In silico simulation of human faecal pollution in environmental data sets

Contamination of environmental data sets with human pollution was simulated by addition of the ɸB124-14 human gut virome ecogenomic signature to selected environmental viromes. The average relative abundance of each ɸB124-14 ORF within human gut viromes [24] (n =12) was added to the corresponding ɸB124-14 ORF relative abundance in selected environmental viromes on a gene-by-gene basis, at 'strengths' ranging from 100 to 0.01%. The viromes subjected to this simulated human faecal pollution were selected based on those most likely to be already impacted by human activity, and/or contain a strong innate background environmental signal distinct from that of the gut microbiome (Bay of British Columbia, Sargasso Sea, Gulf of Mexico, Tampa Bay and Reclaimed Water). The ability of ɸB124-14 human gut ecogenomic signals to discriminate polluted environmental data sets from original uncontaminated data sets was evaluated using nMDS ordination and ANOSIM, as described above.

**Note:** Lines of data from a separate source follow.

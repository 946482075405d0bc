//! Custom command responder - answers messages that match a guild's triggers

use async_trait::async_trait;
use std::sync::Arc;

use crate::application::errors::BotError;
use crate::application::services::command_store;
use crate::domain::entities::{CustomCommand, Message, RegexCache};
use crate::domain::traits::{Bot, HashStore};
use crate::plugins::trait_def::EventHandler;

/// Message-create handler installed by the custom commands plugin
pub struct CustomCommandsHandler {
    store: Arc<dyn HashStore>,
    bot: Arc<dyn Bot>,
    prefix: String,
    regexes: RegexCache,
}

impl CustomCommandsHandler {
    pub fn new(store: Arc<dyn HashStore>, bot: Arc<dyn Bot>, prefix: impl Into<String>) -> Self {
        Self {
            store,
            bot,
            prefix: prefix.into(),
            regexes: RegexCache::default(),
        }
    }

    /// First command, in id order, whose trigger matches `text`
    pub fn find_match<'a>(&self, commands: &'a [CustomCommand], text: &str) -> Option<&'a CustomCommand> {
        commands.iter().find(|c| c.matches_cached(text, &self.prefix, &self.regexes))
    }
}

#[async_trait]
impl EventHandler for CustomCommandsHandler {
    async fn on_message_create(&self, message: Message) -> Result<(), BotError> {
        if message.from_bot() {
            return Ok(());
        }
        let Some(guild_id) = message.guild_id.as_deref() else {
            return Ok(());
        };

        let (commands, _) = command_store::get_commands(self.store.as_ref(), guild_id).await?;
        let Some(command) = self.find_match(&commands, &message.content) else {
            return Ok(());
        };

        tracing::debug!(guild = guild_id, "Custom command #{} triggered", command.id);
        self.bot.send_message(&message.channel_id, &command.response).await?;
        Ok(())
    }
}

Identification of regions of the ɸB124-14 with the strongest ecogenomic signal

The variation in the 'strength' of the human gut-associated ɸB124-14 ecogenomic signal across the phage genome and representation in data sets from distinct environmental groups was assessed by transforming all relative abundance values by addition of a small positive value (y + 0.00001), before conversion to Log10 hits/MB DNA. Differences in relative abundance within human gut viromes or ɸB124-14 ORFs was compared to profiles observed in bovine and porcine gut viromes, environmental viromes, as well as whole community human gut and environmental metagenomes. Significant differences between the relative representation of ɸB124-14 ORFs in human gut viromes compared to other data sets was determined using the Kruskall–Wallis test with Dunn’s correction for multiple comparisons, in GraphPad Prism 6 for OS X.

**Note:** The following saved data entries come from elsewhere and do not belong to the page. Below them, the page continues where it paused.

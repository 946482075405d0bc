//! Custom command storage - reads and writes a guild's command hash

use std::collections::HashMap;

use crate::application::errors::StorageError;
use crate::domain::entities::{CustomCommand, TriggerType};
use crate::domain::traits::HashStore;

/// Store key holding one guild's commands
pub fn guild_key(guild_id: &str) -> String {
    format!("custom_commands:{}", guild_id)
}

/// Outcome of decoding one stored field
#[derive(Debug, Clone, PartialEq, Eq)]
pub enum DecodedEntry {
    Valid(CustomCommand),
    Corrupt { field: String, reason: String },
}

impl DecodedEntry {
    /// Sort key; corrupt entries sort as id 0
    pub fn id(&self) -> u32 {
        match self {
            DecodedEntry::Valid(cmd) => cmd.id,
            DecodedEntry::Corrupt { .. } => 0,
        }
    }

    /// Collapse to a command, substituting the zero-valued placeholder for
    /// corrupt entries
    pub fn into_command(self) -> CustomCommand {
        match self {
            DecodedEntry::Valid(cmd) => cmd,
            DecodedEntry::Corrupt { .. } => CustomCommand::default(),
        }
    }
}

/// Decode every field of a guild's hash. Failures are logged and kept as
/// `DecodedEntry::Corrupt` so the count always matches the field count.
pub fn decode_entries(guild_id: &str, fields: HashMap<String, String>) -> Vec<DecodedEntry> {
    fields
        .into_iter()
        .map(|(field, raw)| match serde_json::from_str::<CustomCommand>(&raw) {
            Ok(cmd) => DecodedEntry::Valid(cmd),
            Err(e) => {
                tracing::warn!(
                    guild = guild_id,
                    field = %field,
                    "Failed decoding custom command: {}",
                    e
                );
                DecodedEntry::Corrupt { field, reason: e.to_string() }
            }
        })
        .collect()
}

/// Fetch the raw entries for a guild, ordered by id. An absent record is an
/// empty list.
pub async fn get_entries(store: &dyn HashStore, guild_id: &str) -> Result<Vec<DecodedEntry>, StorageError> {
    let fields = fetch_fields(store, guild_id).await?;
    let mut entries = decode_entries(guild_id, fields);
    entries.sort_by_key(DecodedEntry::id);
    Ok(entries)
}

/// Raw field map for a guild; absent records are empty
async fn fetch_fields(store: &dyn HashStore, guild_id: &str) -> Result<HashMap<String, String>, StorageError> {
    let key = guild_key(guild_id);
    match store.hgetall(&key).await {
        Ok(fields) => Ok(fields.unwrap_or_default()),
        Err(e) => Err(StorageError::fetch_failed(key, e)),
    }
}

/// Load all custom commands for a guild.
///
/// Returns the commands sorted ascending by id, and the highest id among the
/// commands that decoded. Corrupt entries show up as placeholder commands.
pub async fn get_commands(store: &dyn HashStore, guild_id: &str) -> Result<(Vec<CustomCommand>, u32), StorageError> {
    let entries = get_entries(store, guild_id).await?;

    let highest = entries
        .iter()
        .filter_map(|e| match e {
            DecodedEntry::Valid(cmd) => Some(cmd.id),
            DecodedEntry::Corrupt { .. } => None,
        })
        .max()
        .unwrap_or(0);

    // entries are already sorted and the placeholder's id is 0, same as the
    // corrupt sort key
    let commands = entries.into_iter().map(DecodedEntry::into_command).collect();
    Ok((commands, highest))
}

/// Fields for a command that has not been assigned an id yet
#[derive(Debug, Clone)]
pub struct NewCommand {
    pub trigger_type: TriggerType,
    pub trigger: String,
    pub response: String,
    pub case_sensitive: bool,
}

/// Store a new command under the next free id and return it.
///
/// The id is one past the highest id in use, counting both decoded commands
/// and numeric field names, so fields that fail to decode are never reused.
/// The write only succeeds if the field is still free; a concurrent add that
/// claimed the same id makes this call fail with `StorageError::Conflict`
/// instead of overwriting it.
pub async fn add_command(store: &dyn HashStore, guild_id: &str, new: NewCommand) -> Result<CustomCommand, StorageError> {
    let fields = fetch_fields(store, guild_id).await?;
    let highest_field = fields.keys().filter_map(|k| k.parse::<u32>().ok()).max().unwrap_or(0);
    let highest_decoded = decode_entries(guild_id, fields)
        .iter()
        .map(DecodedEntry::id)
        .max()
        .unwrap_or(0);

    let id = highest_field
        .max(highest_decoded)
        .checked_add(1)
        .ok_or_else(|| StorageError::Serialization("custom command ids exhausted".to_string()))?;

    let command = CustomCommand {
        trigger_type: new.trigger_type,
        trigger: new.trigger,
        response: new.response,
        case_sensitive: new.case_sensitive,
        id,
    };

    let encoded = serde_json::to_string(&command)
        .map_err(|e| StorageError::Serialization(e.to_string()))?;
    let field = id.to_string();
    if !store.hsetnx(&guild_key(guild_id), &field, &encoded).await? {
        return Err(StorageError::Conflict(format!("custom command #{} already exists in guild {}", id, guild_id)));
    }

    tracing::info!(guild = guild_id, "Added custom command #{}", id);
    Ok(command)
}

/// Remove the command stored under `id`; returns whether it existed
pub async fn delete_command(store: &dyn HashStore, guild_id: &str, id: u32) -> Result<bool, StorageError> {
    let removed = store.hdel(&guild_key(guild_id), &id.to_string()).await?;
    if removed {
        tracing::info!(guild = guild_id, "Deleted custom command #{}", id);
    }
    Ok(removed)
}

#[cfg(test)]
mod tests {
    use super::*;
    use crate::infrastructure::storage::MemoryStore;
    use async_trait::async_trait;

    struct UnreachableStore;

    #[async_trait]
    impl HashStore for UnreachableStore {
        async fn hgetall(&self, _key: &str) -> Result<Option<HashMap<String, String>>, StorageError> {
            Err(StorageError::Unavailable("connection refused".to_string()))
        }

        async fn hset(&self, _key: &str, _field: &str, _value: &str) -> Result<(), StorageError> {
            Err(StorageError::Unavailable("connection refused".to_string()))
        }

        async fn hsetnx(&self, _key: &str, _field: &str, _value: &str) -> Result<bool, StorageError> {
            Err(StorageError::Unavailable("connection refused".to_string()))
        }

        async fn hdel(&self, _key: &str, _field: &str) -> Result<bool, StorageError> {
            Err(StorageError::Unavailable("connection refused".to_string()))
        }
    }

    /// Reads never see anything, as if another writer got in between the
    /// fetch and the write
    struct StaleReadStore {
        inner: MemoryStore,
    }

    #[async_trait]
    impl HashStore for StaleReadStore {
        async fn hgetall(&self, _key: &str) -> Result<Option<HashMap<String, String>>, StorageError> {
            Ok(None)
        }

        async fn hset(&self, key: &str, field: &str, value: &str) -> Result<(), StorageError> {
            self.inner.hset(key, field, value).await
        }

        async fn hsetnx(&self, key: &str, field: &str, value: &str) -> Result<bool, StorageError> {
            self.inner.hsetnx(key, field, value).await
        }

        async fn hdel(&self, key: &str, field: &str) -> Result<bool, StorageError> {
            self.inner.hdel(key, field).await
        }
    }

    fn new_command(trigger: &str) -> NewCommand {
        NewCommand {
            trigger_type: TriggerType::Exact,
            trigger: trigger.to_string(),
            response: "new".to_string(),
            case_sensitive: false,
        }
    }

    fn encoded(id: u32, trigger: &str) -> String {
        serde_json::to_string(&CustomCommand::new(TriggerType::Command, trigger, "reply").with_id(id)).unwrap()
    }

    async fn seed(store: &MemoryStore, guild: &str, fields: &[(&str, String)]) {
        for (field, value) in fields {
            store.hset(&guild_key(guild), field, value).await.unwrap();
        }
    }

    #[test]
    fn test_guild_key_layout() {
        assert_eq!(guild_key("1234"), "custom_commands:1234");
    }

    #[tokio::test]
    async fn test_absent_record_is_empty() {
        let store = MemoryStore::new();
        let (commands, next_id) = get_commands(&store, "42").await.unwrap();
        assert!(commands.is_empty());
        assert_eq!(next_id, 0);
    }

    #[tokio::test]
    async fn test_unreachable_store_is_error() {
        let err = get_commands(&UnreachableStore, "42").await.unwrap_err();
        match err {
            StorageError::FetchFailed { key, .. } => assert_eq!(key, "custom_commands:42"),
            other => panic!("unexpected error: {}", other),
        }
    }

    #[tokio::test]
    async fn test_sorted_by_id_with_highest_id() {
        let store = MemoryStore::new();
        seed(&store, "g", &[("5", encoded(5, "five")), ("1", encoded(1, "one")), ("3", encoded(3, "three"))]).await;

        let (commands, next_id) = get_commands(&store, "g").await.unwrap();
        let ids: Vec<u32> = commands.iter().map(|c| c.id).collect();
        assert_eq!(ids, vec![1, 3, 5]);
        assert_eq!(next_id, 5);
    }

    #[tokio::test]
    async fn test_corrupt_entry_becomes_placeholder() {
        let store = MemoryStore::new();
        seed(&store, "g", &[("7", encoded(7, "seven")), ("x", "{broken".to_string()), ("2", encoded(2, "two"))]).await;

        let (commands, next_id) = get_commands(&store, "g").await.unwrap();
        assert_eq!(commands.len(), 3);
        assert!(commands[0].is_placeholder());
        assert_eq!(commands[1].id, 2);
        assert_eq!(commands[2].id, 7);
        assert_eq!(next_id, 7);
    }

    #[tokio::test]
    async fn test_single_corrupt_entry() {
        let store = MemoryStore::new();
        seed(&store, "g", &[("1", "null-ish".to_string())]).await;

        let (commands, next_id) = get_commands(&store, "g").await.unwrap();
        assert_eq!(commands, vec![CustomCommand::default()]);
        assert_eq!(next_id, 0);
    }

    #[tokio::test]
    async fn test_repeated_fetch_is_stable() {
        let store = MemoryStore::new();
        seed(&store, "g", &[("4", encoded(4, "a")), ("2", encoded(2, "b")), ("9", encoded(9, "c"))]).await;

        let first = get_commands(&store, "g").await.unwrap();
        let second = get_commands(&store, "g").await.unwrap();
        assert_eq!(first, second);
    }

    #[tokio::test]
    async fn test_entries_report_corrupt_fields() {
        let store = MemoryStore::new();
        seed(&store, "g", &[("3", encoded(3, "ok")), ("bad", r#"{"trigger_type":99}"#.to_string())]).await;

        let entries = get_entries(&store, "g").await.unwrap();
        assert_eq!(entries.len(), 2);
        match &entries[0] {
            DecodedEntry::Corrupt { field, reason } => {
                assert_eq!(field, "bad");
                assert!(!reason.is_empty());
            }
            other => panic!("expected corrupt entry, got {:?}", other),
        }
        assert_eq!(entries[1].id(), 3);
    }

    #[tokio::test]
    async fn test_add_assigns_next_id_and_delete_removes() {
        let store = MemoryStore::new();
        seed(&store, "g", &[("3", encoded(3, "three"))]).await;

        let added = add_command(&store, "g", NewCommand {
            trigger_type: TriggerType::Contains,
            trigger: "hello".to_string(),
            response: "hi there".to_string(),
            case_sensitive: false,
        })
        .await
        .unwrap();
        assert_eq!(added.id, 4);

        let (commands, next_id) = get_commands(&store, "g").await.unwrap();
        assert_eq!(commands.len(), 2);
        assert_eq!(commands[1], added);
        assert_eq!(next_id, 4);

        assert!(delete_command(&store, "g", 4).await.unwrap());
        assert!(!delete_command(&store, "g", 4).await.unwrap());
        let (commands, _) = get_commands(&store, "g").await.unwrap();
        assert_eq!(commands.len(), 1);
    }

    #[tokio::test]
    async fn test_add_propagates_store_failure() {
        let result = add_command(&UnreachableStore, "g", NewCommand {
            trigger_type: TriggerType::Exact,
            trigger: "x".to_string(),
            response: "y".to_string(),
            case_sensitive: true,
        })
        .await;
        assert!(result.is_err());
    }

    #[tokio::test]
    async fn test_loosely_encoded_records_keep_their_ids() {
        let store = MemoryStore::new();
        seed(&store, "g", &[
            ("11", encoded(11, "eleven")),
            ("12", r#"{"trigger_type":9,"trigger":"keep me","response":"r","id":12}"#.to_string()),
            ("13", r#"{"trigger_type":0,"trigger":null,"response":"r","case_sensitive":null,"id":13}"#.to_string()),
        ]).await;

        let (commands, next_id) = get_commands(&store, "g").await.unwrap();
        assert_eq!(commands.iter().map(|c| c.id).collect::<Vec<_>>(), vec![11, 12, 13]);
        assert_eq!(next_id, 13);

        let added = add_command(&store, "g", new_command("new")).await.unwrap();
        assert_eq!(added.id, 14);

        let fields = store.hgetall(&guild_key("g")).await.unwrap().unwrap();
        assert!(fields["12"].contains("keep me"));
        assert_eq!(fields.len(), 4);
    }

    #[tokio::test]
    async fn test_add_skips_ids_of_corrupt_fields() {
        let store = MemoryStore::new();
        seed(&store, "g", &[("2", encoded(2, "two")), ("20", "{garbage".to_string())]).await;

        let (_, next_id) = get_commands(&store, "g").await.unwrap();
        assert_eq!(next_id, 2);

        let added = add_command(&store, "g", new_command("fresh")).await.unwrap();
        assert_eq!(added.id, 21);
        let fields = store.hgetall(&guild_key("g")).await.unwrap().unwrap();
        assert_eq!(fields["20"], "{garbage");
    }

    #[tokio::test]
    async fn test_add_refuses_to_overwrite_claimed_id() {
        let store = StaleReadStore { inner: MemoryStore::new() };
        store.inner.hset(&guild_key("g"), "1", &encoded(1, "first")).await.unwrap();

        let err = add_command(&store, "g", new_command("second")).await.unwrap_err();
        assert!(matches!(err, StorageError::Conflict(_)));

        let fields = store.inner.hgetall(&guild_key("g")).await.unwrap().unwrap();
        assert!(fields["1"].contains("first"));
    }
}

Simulation and modelling of virome-based source tracking using ɸB124-14 ecogenomic signatures

The use of ɸB124-14 relative abundance profiles for microbial source tracking was evaluated using a Monte Carlo-based simulation with uniform probability distribution input, derived from the maximum baseline relative abundance values for each ɸB124-14 ORF across all environmental viral metagenomes. In these simulations, permutations of environmental ɸB124-14 relative abundance profiles were generated through random variation of each ORF relative abundance value, ranging from 0 to the maximum value observed for a given ORF across all environmental viromes. Copies of randomly permuted environmental viromes were subsequently subjected to simulated in silico pollution through addition of average human, bovine or porcine ɸB124-14 relative abundance profiles, at randomly selected signal strengths ranging from 0 to 100%. In each iteration, 100 randomly permuted environmental viromes were created and used to generate 100 randomly polluted data sets of each type (human, bovine and porcine). Data from a single iteration was used to visualise relationships between data sets using nMDS and ANOSIM as described for unsupervised ordination of metagenomic data sets above, and also to construct ROC curves based on cumulative relative abundance profiles for either all ORFs, or subsets found to be significantly increased in relative abundance compared to other data sets (see Fig. 5c). Data from all iterations were used to evaluate the performance of cumulative relative abundance thresholds in accurately identifying human-polluted data sets in a two-step binning process, based on threshold values derived from ROC analyses. Step 1 was used to categorise data sets as either polluted or non-polluted. In Step 2, data sets categorised as polluted in Step 1 were sorted further into ‘human-polluted’ and ‘non-human polluted’ categories, using a second threshold value from ROC analyses. Threshold values were selected to achieve the best possible sensitivity and specificity, but with a minimum sensitivity of 0.91. ROC analysis and statistical comparisons of performance of ORF combinations in categorising data sets (ANOVA with Bonferroni correction) were conducted using GraphPad Prism for OS X.